Problem requirements: Each line below that includes "directory" counts once; report the total and nothing more.

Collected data
.....

//! Task control: add, start, stop, pause, resume, cancel, delete and restart.

use super::{TaskManager, now_millis};
use crate::error::{Result, TaskError};
use crate::task::remove_path;
use crate::types::{Event, TaskId, TaskParams, TaskRecord, TaskSource, TaskState};
use tracing::{info, warn};

/// A validated state change
#[derive(Clone, Copy, Debug, PartialEq, Eq)]
enum Transition {
    Start,
    Stop,
    Pause,
    Resume,
    Cancel,
}

impl Transition {
    fn operation(self) -> &'static str {
        match self {
            Transition::Start => "start",
            Transition::Stop => "stop",
            Transition::Pause => "pause",
            Transition::Resume => "resume",
            Transition::Cancel => "cancel",
        }
    }

    /// States the transition may leave from
    fn sources(self) -> &'static [TaskState] {
        match self {
            Transition::Start => &[TaskState::Waiting, TaskState::Paused],
            Transition::Stop => &[TaskState::Downloading, TaskState::Paused],
            Transition::Pause => &[TaskState::Downloading],
            Transition::Resume => &[TaskState::Paused],
            Transition::Cancel => &[
                TaskState::Waiting,
                TaskState::Downloading,
                TaskState::Paused,
            ],
        }
    }

    fn target(self) -> TaskState {
        match self {
            Transition::Start | Transition::Resume => TaskState::Downloading,
            Transition::Stop => TaskState::Waiting,
            Transition::Pause => TaskState::Paused,
            Transition::Cancel => TaskState::Canceled,
        }
    }

    /// Whether the live task is discarded afterwards
    fn releases_task(self) -> bool {
        matches!(
            self,
            Transition::Stop | Transition::Pause | Transition::Cancel
        )
    }
}

impl TaskManager {
    /// Add a task in state `waiting`
    ///
    /// The record is persisted and its live task constructed, but nothing is
    /// started. Ids increase monotonically and are never reused. An empty
    /// `save_dir` falls back to the configured download directory, an empty
    /// `install_dir` to a folder named after the task under the configured
    /// install directory.
    pub async fn add_task(&self, params: TaskParams, source: TaskSource) -> Result<TaskId> {
        let params = self.with_default_dirs(params);
        let mut guard = self.inner.lock_loaded().await;
        let state = &mut *guard;

        let latest_id = state.store.latest_id;
        let id = state.store.next_id();
        let record = TaskRecord::new(id, params, source, now_millis());
        let task = self.inner.create_task(&record);
        let name = record.name.clone();

        state.store.tasks.push(record);
        if let Err(e) = state.store.save(&self.inner.store_path).await {
            state.store.tasks.pop();
            state.store.latest_id = latest_id;
            return Err(e);
        }
        state.live.insert(id, task);

        info!(task_id = %id, %name, "task added");
        Ok(id)
    }

    fn with_default_dirs(&self, mut params: TaskParams) -> TaskParams {
        let config = self.inner.ctx.config();
        if params.save_dir.as_os_str().is_empty() {
            params.save_dir = config.download_dir().clone();
        }
        if params.install_dir.as_os_str().is_empty() {
            params.install_dir = config.install_dir().join(&params.name);
        }
        params
    }

    /// Add a task that downloads `pan_path` from the pan
    pub async fn add_pan_task(
        &self,
        params: TaskParams,
        pan_path: impl Into<String>,
    ) -> Result<TaskId> {
        self.add_task(
            params,
            TaskSource::Pan {
                pan_path: pan_path.into(),
            },
        )
        .await
    }

    /// Start a waiting or paused task
    ///
    /// # Errors
    ///
    /// [`TaskError::NotFound`] for an unknown id, [`TaskError::InvalidState`]
    /// from any other state, or the error that kept the task from starting.
    /// The record is unchanged on error.
    pub async fn start_task(&self, id: TaskId) -> Result<()> {
        self.transition(id, Transition::Start).await
    }

    /// Stop a downloading or paused task, discarding the partial download
    ///
    /// The task goes back to `waiting`.
    pub async fn stop_task(&self, id: TaskId) -> Result<()> {
        self.transition(id, Transition::Stop).await
    }

    /// Pause a downloading task, keeping the partial download
    pub async fn pause_task(&self, id: TaskId) -> Result<()> {
        self.transition(id, Transition::Pause).await
    }

    /// Resume a paused task
    pub async fn resume_task(&self, id: TaskId) -> Result<()> {
        self.transition(id, Transition::Resume).await
    }

    /// Cancel a task that has not finished
    pub async fn cancel_task(&self, id: TaskId) -> Result<()> {
        self.transition(id, Transition::Cancel).await
    }

    /// Remove a task in any state
    ///
    /// A running task is stopped first. With `delete_files` the downloaded
    /// file is removed too; cleanup failures are logged, not returned.
    pub async fn delete_task(&self, id: TaskId, delete_files: bool) -> Result<()> {
        let mut guard = self.inner.lock_loaded().await;
        let state = &mut *guard;

        let index = state
            .store
            .tasks
            .iter()
            .position(|r| r.id == id)
            .ok_or(TaskError::NotFound { id })?;

        if let Some(task) = state.live.remove(&id) {
            let current = state.store.tasks[index].state;
            if matches!(current, TaskState::Downloading | TaskState::Paused)
                && let Err(e) = task.stop().await
            {
                warn!(task_id = %id, error = %e, "failed to stop task being deleted");
            }
        }

        let record = state.store.tasks.remove(index);
        if delete_files && let Err(e) = remove_path(&record.local_path).await {
            warn!(task_id = %id, path = ?record.local_path, error = %e, "failed to delete task files");
        }

        if let Err(e) = state.store.save(&self.inner.store_path).await {
            state.store.tasks.insert(index, record);
            return Err(e);
        }
        self.inner.emit(Event::TaskStateChanged { id });
        drop(guard);

        info!(task_id = %id, delete_files, "task deleted");
        Ok(())
    }

    /// Replace a task with a fresh copy and start it
    ///
    /// The old record is deleted (keeping its files) and a new `waiting`
    /// record with the same parameters is added under a new id, which is
    /// returned.
    pub async fn restart_task(&self, id: TaskId) -> Result<TaskId> {
        let record = self
            .get_task(id)
            .await
            .ok_or(TaskError::NotFound { id })?;

        self.delete_task(id, false).await?;
        let new_id = self.add_task(record.params(), record.source).await?;
        self.start_task(new_id).await?;

        info!(old_id = %id, task_id = %new_id, "task restarted");
        Ok(new_id)
    }

    /// The single transition routine
    ///
    /// Validates the current state, runs the operation against the live
    /// task (creating it if needed), then records the target state, persists
    /// and broadcasts. The registry stays locked throughout, so task events
    /// raised during the operation are applied (and broadcast) after the new
    /// state.
    async fn transition(&self, id: TaskId, transition: Transition) -> Result<()> {
        let mut guard = self.inner.lock_loaded().await;
        let state = &mut *guard;

        let record = state.store.get(id).ok_or(TaskError::NotFound { id })?;
        let from = record.state;
        if !transition.sources().contains(&from) {
            return Err(TaskError::InvalidState {
                id,
                operation: transition.operation().to_string(),
                current_state: from,
            }
            .into());
        }

        let task = match state.live.get(&id) {
            Some(task) => task.clone(),
            None => {
                let task = self.inner.create_task(record);
                state.live.insert(id, task.clone());
                task
            }
        };

        let result = match transition {
            Transition::Start => task.start().await,
            Transition::Stop => task.stop().await,
            Transition::Pause => task.pause().await,
            Transition::Resume => task.resume().await,
            // nothing runs yet
            Transition::Cancel if from == TaskState::Waiting => Ok(()),
            Transition::Cancel => task.stop().await,
        };

        if transition.releases_task() || result.is_err() {
            state.live.remove(&id);
        }
        if let Err(e) = result {
            warn!(task_id = %id, operation = transition.operation(), error = %e, "task operation failed");
            return Err(e);
        }

        let to = transition.target();
        let record = state
            .store
            .get_mut(id)
            .ok_or(TaskError::NotFound { id })?;
        record.state = to;
        record.updated_at = now_millis();
        let name = record.name.clone();

        state.store.save(&self.inner.store_path).await?;
        self.inner.emit(Event::TaskStateChanged { id });
        drop(guard);

        info!(task_id = %id, %from, %to, "task state changed");
        if transition == Transition::Start {
            info!(task_id = %id, %name, "download started");
        }
        Ok(())
    }
}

.....

Written reply: 2